I was wondering with all the talk of NACS, what would happen to J1772. I think I found the answer, unless folks here see it differently. Thanks!
Specification. Tesla published a specification. It can’t publish a standard, since it isn’t a standards body. J3400 will be the standard based on the specification published by Tesla after checking and possible refinements. Nitpicky, yes, but also not. Since standardization includes stuff like governance agreements, governance organization, Patent and IP licensing clearance and so on. The technical spec is only part and maybe simplest part of the standard. The really important part is the legal and contractual matter, so that when standards body does officially adopt standard everyone can use it with confidence of knowing under what terms and payment said standard is offered and that there will be no lawsuits waiting to jump out in the bushes.

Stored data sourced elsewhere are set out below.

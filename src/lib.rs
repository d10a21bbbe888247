//! LocalLibrary catalog server
//!
//! Catalog models for books, authors, genres, languages and loanable copies,
//! with an admin presentation layer served as a REST JSON API.

use std::sync::Arc;

pub mod admin;
pub mod api;
pub mod config;
pub mod error;
pub mod models;
pub mod repository;
pub mod routes;
pub mod services;

pub use config::AppConfig;
pub use error::{AppError, AppResult};
pub use routes::create_router;

/// Application state shared across all handlers
#[derive(Clone)]
pub struct AppState {
    pub config: Arc<AppConfig>,
    pub services: Arc<services::Services>,
}

impl AppState {
    /// Build the admin site and services over a database pool
    pub fn new(config: AppConfig, pool: sqlx::PgPool) -> Self {
        let site = Arc::new(admin::AdminSite::catalog(config.admin.list_per_page));
        let repository = repository::Repository::new(pool);
        let services = services::Services::new(repository, config.auth.clone(), site);
        Self {
            config: Arc::new(config),
            services: Arc::new(services),
        }
    }
}
//! Health check endpoints

use axum::{extract::State, Json};
use serde::Serialize;
use utoipa::ToSchema;

use crate::{error::AppResult, AppState};

#[derive(Serialize, ToSchema)]
pub struct HealthResponse {
    /// Current status of the service
    pub status: String,
    /// Version of the service
    pub version: String,
}

impl HealthResponse {
    fn new(status: &str) -> Self {
        Self {
            status: status.to_string(),
            version: env!("CARGO_PKG_VERSION").to_string(),
        }
    }
}

/// Health check endpoint
#[utoipa::path(
    get,
    path = "/health",
    tag = "health",
    responses(
        (status = 200, description = "Service is healthy", body = HealthResponse)
    )
)]
pub async fn health_check() -> Json<HealthResponse> {
    Json(HealthResponse::new("healthy"))
}

/// Readiness check endpoint (checks database connectivity)
#[utoipa::path(
    get,
    path = "/ready",
    tag = "health",
    responses(
        (status = 200, description = "Service is ready", body = HealthResponse),
        (status = 500, description = "Database unreachable", body = crate::error::ErrorResponse)
    )
)]
pub async fn readiness_check(State(state): State<AppState>) -> AppResult<Json<HealthResponse>> {
    state.services.ping().await?;
    Ok(Json(HealthResponse::new("ready")))
}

Also theoretically there can be technical differences between J3400 and Tesla connector, if those changes are done in backwards compatible fashion to Tesla’s earlier plug. Not out of having to, but out of it being desired feature for utilization of existing infrastructure.
Whole point of J3400 is it isn’t the “Tesla plug” anymore, it is a plug governed by Society of Automotive Engineers. It just happened to originate from specification developed by Tesla originally.
Just like how the European Type 2 plug is sometimes called Mennekes, since Mennekes Elektrotechnik GmbH & Co. KG was the original designer. However officially and governance wise it is now the Type 2. It is governed by IEC, not by Mennekes anymore.
Specification. Tesla published a specification. It can’t publish a standard, since it isn’t a standards body.
Corrected
Whole point of J3400 is it isn’t the “Tesla plug” anymore, it is a plug governed by Society of Automotive Engineers. It just happened to originate from specification developed by Tesla originally.
That’s why I specifically called out the Tesla plug on their vehicles and superchargers vs the NACS plug.